::: SUPPLIED DATA

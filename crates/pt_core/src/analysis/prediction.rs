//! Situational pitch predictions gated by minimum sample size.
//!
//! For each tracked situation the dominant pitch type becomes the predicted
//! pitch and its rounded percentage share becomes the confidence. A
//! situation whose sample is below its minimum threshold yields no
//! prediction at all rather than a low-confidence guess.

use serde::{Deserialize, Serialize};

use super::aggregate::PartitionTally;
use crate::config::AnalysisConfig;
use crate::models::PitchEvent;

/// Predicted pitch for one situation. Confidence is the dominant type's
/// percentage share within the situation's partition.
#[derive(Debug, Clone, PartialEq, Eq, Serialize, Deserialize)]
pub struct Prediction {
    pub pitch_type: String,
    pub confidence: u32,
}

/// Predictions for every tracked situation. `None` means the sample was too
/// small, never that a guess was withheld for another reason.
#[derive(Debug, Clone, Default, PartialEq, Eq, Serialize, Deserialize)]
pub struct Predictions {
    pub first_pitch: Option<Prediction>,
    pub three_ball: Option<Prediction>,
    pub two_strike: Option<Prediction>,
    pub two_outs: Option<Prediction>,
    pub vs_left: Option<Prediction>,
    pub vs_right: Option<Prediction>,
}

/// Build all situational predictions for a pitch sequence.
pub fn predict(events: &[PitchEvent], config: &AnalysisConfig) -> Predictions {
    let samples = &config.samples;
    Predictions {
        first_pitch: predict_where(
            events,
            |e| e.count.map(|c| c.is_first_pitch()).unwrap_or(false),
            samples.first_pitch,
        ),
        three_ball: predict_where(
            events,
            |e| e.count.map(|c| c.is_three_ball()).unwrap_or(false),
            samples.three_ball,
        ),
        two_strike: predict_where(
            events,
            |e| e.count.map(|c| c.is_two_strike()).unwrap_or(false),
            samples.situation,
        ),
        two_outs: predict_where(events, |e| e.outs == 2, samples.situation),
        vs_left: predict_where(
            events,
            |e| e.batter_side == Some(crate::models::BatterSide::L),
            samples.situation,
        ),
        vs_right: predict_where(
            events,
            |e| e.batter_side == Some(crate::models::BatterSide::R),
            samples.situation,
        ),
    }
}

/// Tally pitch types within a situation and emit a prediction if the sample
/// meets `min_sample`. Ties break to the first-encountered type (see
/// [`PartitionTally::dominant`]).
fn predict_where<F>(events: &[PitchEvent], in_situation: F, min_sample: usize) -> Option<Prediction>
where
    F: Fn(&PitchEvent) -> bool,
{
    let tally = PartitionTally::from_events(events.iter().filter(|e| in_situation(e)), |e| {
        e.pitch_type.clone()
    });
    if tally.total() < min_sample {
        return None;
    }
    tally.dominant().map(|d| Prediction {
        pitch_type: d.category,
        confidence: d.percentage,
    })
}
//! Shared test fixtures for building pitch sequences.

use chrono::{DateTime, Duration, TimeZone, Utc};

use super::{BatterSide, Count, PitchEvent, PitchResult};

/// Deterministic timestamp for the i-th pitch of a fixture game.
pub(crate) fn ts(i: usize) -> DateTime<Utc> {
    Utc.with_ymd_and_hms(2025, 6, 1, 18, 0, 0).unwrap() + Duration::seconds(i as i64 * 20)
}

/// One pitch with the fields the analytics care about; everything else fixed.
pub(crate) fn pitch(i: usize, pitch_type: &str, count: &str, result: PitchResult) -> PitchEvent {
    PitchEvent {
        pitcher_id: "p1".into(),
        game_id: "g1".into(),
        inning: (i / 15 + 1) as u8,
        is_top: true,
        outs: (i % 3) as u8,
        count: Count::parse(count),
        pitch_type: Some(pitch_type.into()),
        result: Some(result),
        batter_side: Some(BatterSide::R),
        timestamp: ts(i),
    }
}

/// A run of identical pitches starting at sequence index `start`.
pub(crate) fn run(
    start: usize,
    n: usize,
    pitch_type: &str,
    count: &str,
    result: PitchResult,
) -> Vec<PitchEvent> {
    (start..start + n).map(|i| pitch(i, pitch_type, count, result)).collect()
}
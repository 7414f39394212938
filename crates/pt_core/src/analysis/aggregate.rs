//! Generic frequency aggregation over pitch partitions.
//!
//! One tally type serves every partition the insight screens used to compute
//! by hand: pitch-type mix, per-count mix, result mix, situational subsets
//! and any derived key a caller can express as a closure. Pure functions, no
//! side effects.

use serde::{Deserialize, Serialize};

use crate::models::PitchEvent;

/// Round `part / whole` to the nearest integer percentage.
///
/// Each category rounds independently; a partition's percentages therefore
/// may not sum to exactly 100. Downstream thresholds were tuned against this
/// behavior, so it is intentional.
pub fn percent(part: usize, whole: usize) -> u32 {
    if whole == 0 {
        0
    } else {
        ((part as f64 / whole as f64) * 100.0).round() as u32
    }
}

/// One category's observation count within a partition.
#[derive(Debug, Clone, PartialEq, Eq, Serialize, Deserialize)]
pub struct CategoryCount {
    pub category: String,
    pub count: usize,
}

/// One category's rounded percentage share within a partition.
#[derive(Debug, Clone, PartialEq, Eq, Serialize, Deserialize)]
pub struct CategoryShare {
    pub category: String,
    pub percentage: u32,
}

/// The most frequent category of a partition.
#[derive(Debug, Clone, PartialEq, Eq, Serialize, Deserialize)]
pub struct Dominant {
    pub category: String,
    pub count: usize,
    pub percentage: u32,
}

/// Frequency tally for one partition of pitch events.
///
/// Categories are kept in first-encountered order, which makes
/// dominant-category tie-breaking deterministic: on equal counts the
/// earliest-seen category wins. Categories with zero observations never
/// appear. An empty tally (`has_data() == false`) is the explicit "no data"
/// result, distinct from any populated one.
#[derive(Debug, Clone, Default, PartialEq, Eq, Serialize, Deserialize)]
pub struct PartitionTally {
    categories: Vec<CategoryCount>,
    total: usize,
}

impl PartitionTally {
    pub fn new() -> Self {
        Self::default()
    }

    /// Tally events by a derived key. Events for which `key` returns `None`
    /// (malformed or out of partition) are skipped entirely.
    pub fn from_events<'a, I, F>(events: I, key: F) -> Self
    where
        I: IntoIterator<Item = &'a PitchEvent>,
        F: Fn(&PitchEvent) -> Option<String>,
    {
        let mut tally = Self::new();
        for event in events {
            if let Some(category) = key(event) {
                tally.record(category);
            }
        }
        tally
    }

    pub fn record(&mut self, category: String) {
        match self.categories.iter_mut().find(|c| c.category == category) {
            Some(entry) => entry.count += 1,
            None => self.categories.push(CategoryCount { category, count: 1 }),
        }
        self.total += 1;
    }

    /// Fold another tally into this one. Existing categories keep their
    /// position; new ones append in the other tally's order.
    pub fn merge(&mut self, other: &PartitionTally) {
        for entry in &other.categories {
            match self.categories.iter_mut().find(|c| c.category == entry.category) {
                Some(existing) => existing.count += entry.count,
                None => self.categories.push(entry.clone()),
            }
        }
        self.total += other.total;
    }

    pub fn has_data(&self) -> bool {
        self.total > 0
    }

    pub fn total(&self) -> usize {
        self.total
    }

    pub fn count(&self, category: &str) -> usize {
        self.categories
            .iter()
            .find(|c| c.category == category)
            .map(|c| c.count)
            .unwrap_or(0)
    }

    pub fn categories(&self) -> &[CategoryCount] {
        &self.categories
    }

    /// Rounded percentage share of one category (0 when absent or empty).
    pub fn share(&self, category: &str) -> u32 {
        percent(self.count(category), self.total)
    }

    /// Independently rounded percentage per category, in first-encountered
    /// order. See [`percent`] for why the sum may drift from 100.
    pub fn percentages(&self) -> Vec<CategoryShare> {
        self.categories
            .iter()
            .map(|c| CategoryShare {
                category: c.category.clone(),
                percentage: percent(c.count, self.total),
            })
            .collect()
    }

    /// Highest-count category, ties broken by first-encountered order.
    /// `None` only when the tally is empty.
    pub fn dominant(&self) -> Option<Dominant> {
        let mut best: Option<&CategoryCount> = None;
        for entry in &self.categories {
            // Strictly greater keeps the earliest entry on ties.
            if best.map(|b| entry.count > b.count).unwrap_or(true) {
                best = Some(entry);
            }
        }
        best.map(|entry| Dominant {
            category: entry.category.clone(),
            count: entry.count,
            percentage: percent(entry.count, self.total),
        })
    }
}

::::::

WORK ITEM
Which of the lines above carry the string "start"? Copy every one.

ANSWER SECTION
/// A run of identical pitches starting at sequence index `start`.
    start: usize,
    (start..start + n).map(|i| pitch(i, pitch_type, count, result)).collect()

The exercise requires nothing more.